When it came time to finalize the syllabus for the literature seminar I taught last term, I braced myself with more than the usual dread and regret. I have been teaching English and “Great Books” college courses for 15 years. No matter what the exact subject matter, I always give students some version of the same essay assignment. Their job is to put together an interpretive claim, an argument about how the text puts together its meaning. I’m asking them to build up an overarching point, a position, based on whatever they noticed in the fine grain of the text. The assignment is intentionally open-ended, since I leave the topic and passage entirely to the students. I cherish the endless rigor involved in these efforts at coming to grips with a work of literature. So I also felt some grief when it seemed that I would have to abandon this essay format, under pressure from the widespread student use of artificial intelligence, which had apparently rendered this kind of assignment obsolete.
Everything I have read about AI in schools has pronounced its encroachment and ubiquity to be a fait accompli. According to some of the progressively more depressing clickbait headlines published by The Atlantic, “The College Essay Is Dead,” “AI Cheating Is Getting Worse,” and then—our present nadir—“AI Has Broken High School and College.” The message is unmistakable: the point of no return has already passed, and to persist in the old ways is undignified and naive.
“The College Essay Is Dead,” which carved the tombstone of interpretive literacy, was published back in 2022. In that article,journalist Stephen Marsh reproduces a paragraph written by OpenAI’s GPT-3 for a UK professor, Mike Sharples.
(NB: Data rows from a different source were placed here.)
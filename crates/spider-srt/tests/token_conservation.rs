// SPDX-License-Identifier: Apache-2.0
#![allow(clippy::unwrap_used)]
use proptest::prelude::*;
use spider_model::Graph;
use spider_srt::{transform, BoundaryContext, SrtConfig};

proptest! {
    #[test]
    fn two_stage_pipeline_conserves_total_tokens(src_rate in 1i64..16, snk_rate in 1i64..16) {
        let mut g = Graph::new("g", 2, 1, 0, 0, 0, 0);
        let a = g.add_vertex("A", 0, 1);
        let b = g.add_vertex("B", 1, 0);
        g.add_edge(a, 0, &src_rate.to_string(), b, 0, &snk_rate.to_string()).unwrap();

        let out = transform(&g, &vec![], &BoundaryContext::default(), &SrtConfig::default(), 0).unwrap();

        let a_instances: std::collections::HashSet<usize> = out.dag.firings().iter()
            .filter(|f| f.source_vertex() == a)
            .map(|f| f.index())
            .collect();
        let b_instances: std::collections::HashSet<usize> = out.dag.firings().iter()
            .filter(|f| f.source_vertex() == b)
            .map(|f| f.index())
            .collect();

        let produced: i64 = out.dag.edges().iter()
            .filter(|e| a_instances.contains(&e.src_firing()))
            .map(|e| e.rate())
            .sum();
        let consumed: i64 = out.dag.edges().iter()
            .filter(|e| b_instances.contains(&e.snk_firing()))
            .map(|e| e.rate())
            .sum();

        let a_count = a_instances.len() as i64;
        let b_count = b_instances.len() as i64;
        prop_assert_eq!(produced, src_rate * a_count);
        prop_assert_eq!(consumed, snk_rate * b_count);
        prop_assert_eq!(produced, consumed);
    }
}
// SPDX-License-Identifier: Apache-2.0
//! PE selection among a firing's candidate processing elements.

use crate::policy::MappingPolicy;

/// Picks one PE out of `candidates` (non-empty) according to `policy`.
///
/// `projected_end(pe)` must return the end time the firing would finish at
/// if mapped onto `pe`; `BestFit` calls it once per candidate and keeps the
/// minimum. `round_robin_counter` is read-modify-written only by
/// `RoundRobin` and should persist across calls for a stable rotation.
pub fn pick_pe(
    policy: MappingPolicy,
    candidates: &[usize],
    round_robin_counter: &mut usize,
    mut projected_end: impl FnMut(usize) -> u64,
) -> usize {
    debug_assert!(!candidates.is_empty());
    match policy {
        MappingPolicy::BestFit => {
            let mut best = candidates[0];
            let mut best_end = projected_end(best);
            for &pe in &candidates[1..] {
                let end = projected_end(pe);
                if end < best_end {
                    best = pe;
                    best_end = end;
                }
            }
            best
        }
        MappingPolicy::RoundRobin => {
            let pe = candidates[*round_robin_counter % candidates.len()];
            *round_robin_counter += 1;
            pe
        }
    }
}
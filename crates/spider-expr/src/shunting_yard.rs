// SPDX-License-Identifier: Apache-2.0
//! Infix -> postfix compilation via the shunting-yard algorithm.

use crate::error::ExprError;
use crate::token::{BinOp, Func, PostfixOp};

#[derive(Debug, Clone, Copy, PartialEq)]
enum Lexeme<'a> {
    Number(f64),
    Ident(&'a str),
    Op(BinOp),
    LParen,
    RParen,
    Comma,
}

fn lex(text: &str) -> Result<Vec<Lexeme<'_>>, ExprError> {
    let bytes = text.as_bytes();
    let mut out = Vec::new();
    let mut i = 0usize;
    while i < bytes.len() {
        let c = bytes[i] as char;
        if c.is_whitespace() {
            i += 1;
            continue;
        }
        match c {
            '+' => {
                out.push(Lexeme::Op(BinOp::Add));
                i += 1;
            }
            '-' => {
                out.push(Lexeme::Op(BinOp::Sub));
                i += 1;
            }
            '*' => {
                out.push(Lexeme::Op(BinOp::Mul));
                i += 1;
            }
            '/' => {
                out.push(Lexeme::Op(BinOp::Div));
                i += 1;
            }
            '%' => {
                out.push(Lexeme::Op(BinOp::Mod));
                i += 1;
            }
            '^' => {
                out.push(Lexeme::Op(BinOp::Pow));
                i += 1;
            }
            '(' => {
                out.push(Lexeme::LParen);
                i += 1;
            }
            ')' => {
                out.push(Lexeme::RParen);
                i += 1;
            }
            ',' => {
                out.push(Lexeme::Comma);
                i += 1;
            }
            c if c.is_ascii_digit() || c == '.' => {
                let start = i;
                while i < bytes.len()
                    && ((bytes[i] as char).is_ascii_digit() || bytes[i] as char == '.')
                {
                    i += 1;
                }
                let slice = &text[start..i];
                let value: f64 = slice
                    .parse()
                    .map_err(|_| ExprError::UnbalancedParens { text: text.into() })?;
                out.push(Lexeme::Number(value));
            }
            c if c.is_alphabetic() || c == '_' => {
                let start = i;
                while i < bytes.len()
                    && ((bytes[i] as char).is_alphanumeric() || bytes[i] as char == '_')
                {
                    i += 1;
                }
                out.push(Lexeme::Ident(&text[start..i]));
            }
            other => {
                return Err(ExprError::UnknownIdentifier {
                    name: other.to_string(),
                })
            }
        }
    }
    Ok(out)
}

/// Resolves a bare identifier to a parameter's stable index within the
/// enclosing graph's parameter list.
pub trait ParamResolver {
    /// Returns the stable index of `name`, or `None` if unresolved.
    fn resolve(&self, name: &str) -> Option<usize>;
}

impl ParamResolver for &[String] {
    fn resolve(&self, name: &str) -> Option<usize> {
        self.iter().position(|n| n == name)
    }
}

#[derive(Debug, Clone, Copy, PartialEq)]
enum ShuntItem {
    Op(BinOp),
    Neg,
    Func(Func),
    LParen,
    /// Marks the start of a function's argument list so arity can be
    /// checked when its matching `)` is reached.
    FuncMarker,
}

/// Parses `text` into postfix form, resolving parameter identifiers via
/// `resolver`. Pure syntax/identifier errors only; constant folding happens
/// separately (see [`crate::fold`]).
pub fn parse_to_postfix(
    text: &str,
    resolver: &impl ParamResolver,
) -> Result<Vec<PostfixOp>, ExprError> {
    let trimmed = text.trim();
    if trimmed.is_empty() {
        return Err(ExprError::EmptyExpression);
    }
    let lexemes = lex(trimmed)?;

    let mut output: Vec<PostfixOp> = Vec::new();
    let mut ops: Vec<ShuntItem> = Vec::new();
    // One counter per open function-argument list, tracking how many
    // arguments have been seen so far (commas increment it).
    let mut arg_counts: Vec<usize> = Vec::new();

    let mut prev_was_operand = false;

    for lex_tok in &lexemes {
        match *lex_tok {
            Lexeme::Number(v) => {
                output.push(PostfixOp::Literal(v));
                prev_was_operand = true;
            }
            Lexeme::Ident(name) => {
                if let Some(func) = Func::from_name(name) {
                    ops.push(ShuntItem::Func(func));
                    prev_was_operand = false;
                } else {
                    let index = resolver.resolve(name).ok_or_else(|| {
                        ExprError::UnknownIdentifier {
                            name: name.to_string(),
                        }
                    })?;
                    output.push(PostfixOp::Param(index));
                    prev_was_operand = true;
                }
            }
            Lexeme::Op(op) => {
                if op == BinOp::Sub && !prev_was_operand {
                    // Unary minus binds tighter than any binary operator and
                    // is left-associative with itself (`--x` negates twice),
                    // so nothing needs popping before pushing it.
                    ops.push(ShuntItem::Neg);
                    continue;
                }
                if !prev_was_operand {
                    return Err(ExprError::OperatorWithoutOperand {
                        op: op.symbol().to_string(),
                        text: trimmed.to_string(),
                    });
                }
                while let Some(&top) = ops.last() {
                    let should_pop = match top {
                        ShuntItem::Neg => true,
                        ShuntItem::Op(top_op) => {
                            top_op.precedence() > op.precedence()
                                || (top_op.precedence() == op.precedence() && !op.right_assoc())
                        }
                        _ => false,
                    };
                    if should_pop {
                        pop_into_output(&mut ops, &mut output);
                    } else {
                        break;
                    }
                }
                ops.push(ShuntItem::Op(op));
                prev_was_operand = false;
            }
            Lexeme::LParen => {
                match ops.last() {
                    Some(ShuntItem::Func(_)) => {
                        arg_counts.push(1);
                        ops.push(ShuntItem::FuncMarker);
                    }
                    _ => ops.push(ShuntItem::LParen),
                }
                prev_was_operand = false;
            }
            Lexeme::Comma => {
                if let Some(count) = arg_counts.last_mut() {
                    *count += 1;
                }
                loop {
                    match ops.last() {
                        Some(ShuntItem::LParen) | Some(ShuntItem::FuncMarker) | None => break,
                        _ => pop_into_output(&mut ops, &mut output),
                    }
                }
                prev_was_operand = false;
            }
            Lexeme::RParen => {
                loop {
                    match ops.pop() {
                        Some(ShuntItem::LParen) => break,
                        Some(ShuntItem::FuncMarker) => {
                            let arity_seen = arg_counts.pop().unwrap_or(1);
                            match ops.pop() {
                                Some(ShuntItem::Func(f)) => {
                                    if arity_seen != f.arity() {
                                        return Err(ExprError::UnknownFunction {
                                            name: f.name().to_string(),
                                        });
                                    }
                                    output.push(PostfixOp::Func(f));
                                }
                                _ => {
                                    return Err(ExprError::UnbalancedParens {
                                        text: trimmed.to_string(),
                                    })
                                }
                            }
                            break;
                        }
                        Some(item) => output_from_item(item, &mut output),
                        None => {
                            return Err(ExprError::UnbalancedParens {
                                text: trimmed.to_string(),
                            })
                        }
                    }
                }
                prev_was_operand = true;
            }
        }
    }

    while let Some(item) = ops.pop() {
        match item {
            ShuntItem::LParen | ShuntItem::FuncMarker => {
                return Err(ExprError::UnbalancedParens {
                    text: trimmed.to_string(),
                })
            }
            other => output_from_item(other, &mut output),
        }
    }

    if output.is_empty() {
        return Err(ExprError::EmptyExpression);
    }

    Ok(output)
}

fn pop_into_output(ops: &mut Vec<ShuntItem>, output: &mut Vec<PostfixOp>) {
    if let Some(item) = ops.pop() {
        output_from_item(item, output);
    }
}

fn output_from_item(item: ShuntItem, output: &mut Vec<PostfixOp>) {
    match item {
        ShuntItem::Op(op) => output.push(PostfixOp::BinOp(op)),
        ShuntItem::Neg => output.push(PostfixOp::Neg),
        ShuntItem::Func(f) => output.push(PostfixOp::Func(f)),
        ShuntItem::LParen | ShuntItem::FuncMarker => {}
    }
}
// SPDX-License-Identifier: Apache-2.0
//! Post-construction rewrite of DUPLICATE vertices with unbalanced rates.

use crate::edge::Edge;
use crate::error::ModelError;
use crate::graph::Graph;
use crate::subtype::VertexSubtype;

/// Rewrites every `DUPLICATE` vertex in `graph` (and recursively in its
/// subgraphs) whose output rates are not all equal to its input rate into
/// an equivalent `REPEAT -> FORK` pair, preserving total token balance.
///
/// Idempotent: a `DUPLICATE` vertex that has already been rewritten no
/// longer exists in the graph, so a second pass finds nothing to do.
pub fn apply_broadcast_rewrite(graph: &mut Graph) -> Result<(), ModelError> {
    let duplicate_indices: Vec<usize> = graph
        .vertices()
        .filter(|v| v.subtype() == VertexSubtype::Duplicate)
        .map(|v| v.index())
        .collect();

    for vertex_index in duplicate_indices {
        rewrite_one(graph, vertex_index)?;
    }

    for i in 0..graph.subgraphs().len() {
        if let Some(sub) = graph.subgraph_mut(i) {
            apply_broadcast_rewrite(sub)?;
        }
    }

    Ok(())
}

fn rewrite_one(graph: &mut Graph, vertex_index: usize) -> Result<(), ModelError> {
    let values = graph.resolved_values();

    let input_edge: Option<Edge> = graph
        .live_edges()
        .find(|e| e.snk_vertex() == vertex_index && e.snk_port() == 0)
        .cloned();
    let Some(input_edge) = input_edge else {
        return Ok(());
    };
    let Ok(input_rate) = input_edge.snk_rate().evaluate(&values) else {
        return Ok(()); // not yet statically evaluable; SRT will re-check
    };

    let output_edges: Vec<Edge> = graph
        .live_edges()
        .filter(|e| e.src_vertex() == vertex_index)
        .cloned()
        .collect();

    let all_balanced = output_edges.iter().all(|e| {
        e.src_rate()
            .evaluate(&values)
            .map(|r| r == input_rate)
            .unwrap_or(false)
    });
    if all_balanced {
        return Ok(());
    }

    let name = graph
        .vertex(vertex_index)
        .map(|v| v.name().to_string())
        .unwrap_or_default();
    let repeat_index = graph.add_runtime_vertex(format!("{name}__repeat"), VertexSubtype::Repeat, 1, 1);
    let fork_index = graph.add_runtime_vertex(format!("{name}__fork"), VertexSubtype::Fork, 1, output_edges.len());

    let total_rate: f64 = output_edges
        .iter()
        .filter_map(|e| e.src_rate().evaluate(&values).ok())
        .sum();

    graph.add_edge(
        input_edge.src_vertex(),
        input_edge.src_port(),
        &format_rate(input_rate),
        repeat_index,
        0,
        &format_rate(input_rate),
    )?;
    graph.add_edge(
        repeat_index,
        0,
        &format_rate(total_rate),
        fork_index,
        0,
        &format_rate(total_rate),
    )?;

    for (port, edge) in output_edges.iter().enumerate() {
        let rate = edge.src_rate().evaluate(&values).unwrap_or(0.0);
        graph.add_edge(
            fork_index,
            port,
            &format_rate(rate),
            edge.snk_vertex(),
            edge.snk_port(),
            &format_rate(rate),
        )?;
    }

    graph.remove_vertex(vertex_index)
}

fn format_rate(rate: f64) -> String {
    format!("{}", rate as i64)
}
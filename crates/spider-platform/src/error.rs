// SPDX-License-Identifier: Apache-2.0
//! Errors raised while building a platform description.

use thiserror::Error;

#[derive(Debug, Error, Clone, PartialEq, Eq)]
pub enum PlatformError {
    #[error("cluster index {index} is out of range")]
    UnknownCluster { index: usize },
    #[error("processing element index {index} is out of range")]
    UnknownPe { index: usize },
    #[error("kernel index {index} is out of range")]
    UnknownKernel { index: usize },
    #[error("external buffer index {index} is out of range")]
    UnknownExternalBuffer { index: usize },
}
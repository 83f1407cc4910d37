// SPDX-License-Identifier: Apache-2.0
#![allow(clippy::unwrap_used)]
use proptest::prelude::*;
use spider_model::Graph;
use spider_sched::{list_schedule, MappingPolicy, UniformCostModel};
use spider_srt::{transform, BoundaryContext, SrtConfig};

proptest! {
    #[test]
    fn a_firing_never_starts_before_its_dependencies_finish(stage_count in 2usize..10) {
        let mut g = Graph::new("g", stage_count, stage_count - 1, 0, 0, 0, 0);
        let mut vertices = Vec::with_capacity(stage_count);
        vertices.push(g.add_vertex("v0", 0, 1));
        for i in 1..stage_count - 1 {
            vertices.push(g.add_vertex(format!("v{i}"), 1, 1));
        }
        vertices.push(g.add_vertex(format!("v{}", stage_count - 1), 1, 0));
        for i in 0..stage_count - 1 {
            g.add_edge(vertices[i], 0, "1", vertices[i + 1], 0, "1").unwrap();
        }

        let out = transform(&g, &vec![], &BoundaryContext::default(), &SrtConfig::default(), 0).unwrap();
        let cost = UniformCostModel { execution_time: 1, cost_per_token: 1 };
        let schedule = list_schedule(&out.dag, &[0, 1], &cost, MappingPolicy::RoundRobin).unwrap();

        for record in schedule.records() {
            for &dep in record.dependencies() {
                let dep_record = schedule.record(dep).unwrap();
                prop_assert!(dep_record.end() <= record.start());
            }
        }
    }
}
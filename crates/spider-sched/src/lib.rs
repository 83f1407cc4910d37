// SPDX-License-Identifier: Apache-2.0
//! Firing-DAG scheduling: ordering firings in time and placing them on
//! processing elements.
//!
//! Takes the [`spider_srt::FiringDag`] produced by the single-rate
//! transformer and produces a [`Schedule`]: a start time, end time and
//! mapped PE for every firing. Two scheduling policies decide firing order
//! ([`SchedulingPolicy`]) and two mapping policies decide PE placement
//! among a firing's candidates ([`MappingPolicy`]); [`CostModel`] supplies
//! the execution and communication cost numbers both rely on.

mod cost;
mod depth;
mod error;
mod mapping;
mod policy;
mod schedule;

pub use cost::{CostModel, UniformCostModel};
pub use depth::{critical_path_remaining, topological_depths};
pub use error::SchedError;
pub use mapping::pick_pe;
pub use policy::{MappingPolicy, SchedulingPolicy};
pub use schedule::{greedy_schedule, list_schedule, FiringRecord, Schedule};
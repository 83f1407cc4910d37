// SPDX-License-Identifier: Apache-2.0
//! Graph parameters and their five-way classification.

use spider_expr::Expression;

/// The kind-specific payload of a [`Parameter`].
#[derive(Debug, Clone)]
pub enum ParamKind {
    /// A literal integer fixed at construction time.
    Static(i64),
    /// A compiled expression over earlier static parameters of the same
    /// graph; its value is folded once and never changes.
    StaticExpr(Expression),
    /// Set at run time by a configuration actor's output; holds no
    /// expression, only whatever value the last completion delivered.
    Dynamic,
    /// An expression whose inputs include at least one dynamic parameter;
    /// re-evaluated every iteration against the current snapshot.
    DynamicDependant(Expression),
    /// Refers to a parameter of the containing graph by stable index.
    Inherited {
        /// The parent graph's parameter index.
        parent_index: usize,
    },
}

/// A named, indexed parameter of a [`crate::Graph`].
#[derive(Debug, Clone)]
pub struct Parameter {
    index: usize,
    name: String,
    kind: ParamKind,
    /// The last known concrete value, if any. Populated eagerly for
    /// `Static`/`StaticExpr` at construction, and by the coordinator for
    /// `Dynamic`/`DynamicDependant` once resolvable.
    resolved: Option<i64>,
}

impl Parameter {
    pub(crate) fn new(index: usize, name: String, kind: ParamKind, resolved: Option<i64>) -> Self {
        Self {
            index,
            name,
            kind,
            resolved,
        }
    }

    /// This parameter's stable index within its owning graph.
    pub fn index(&self) -> usize {
        self.index
    }

    /// This parameter's name.
    pub fn name(&self) -> &str {
        &self.name
    }

    /// This parameter's classification.
    pub fn kind(&self) -> &ParamKind {
        &self.kind
    }

    /// The last known concrete value, if one has been resolved.
    pub fn resolved(&self) -> Option<i64> {
        self.resolved
    }

    /// `true` for `Static` and `StaticExpr`, which never change after
    /// construction.
    pub fn is_static(&self) -> bool {
        matches!(self.kind, ParamKind::Static(_) | ParamKind::StaticExpr(_))
    }

    /// `true` for `Dynamic` and `DynamicDependant`, which require a
    /// configuration-actor completion before they hold a value.
    pub fn is_dynamic(&self) -> bool {
        matches!(
            self.kind,
            ParamKind::Dynamic | ParamKind::DynamicDependant(_)
        )
    }

    /// Records a freshly delivered value for a dynamic parameter.
    pub(crate) fn set_resolved(&mut self, value: i64) {
        self.resolved = Some(value);
    }
}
The premise is that the forgery is undetectable. Sharples considers the work to be “graduate-level.” At first, Marsh withholds such delirious enthusiasm: “Personally, I lean toward a B+. The passage reads like filler, but so do most student essays.” But later in the essay, he quotes another professor’s endorsement of ChatGPT—“better than the average MBA at this point”—without any fact-checking or pushback. One could fairly wonder what an MBA degree has to do with the ostensible topic of the article, the role of essay writing in “humanistic pedagogy.” The article is ultimately indistinguishable from the most overheated sales pitch made by the industry itself.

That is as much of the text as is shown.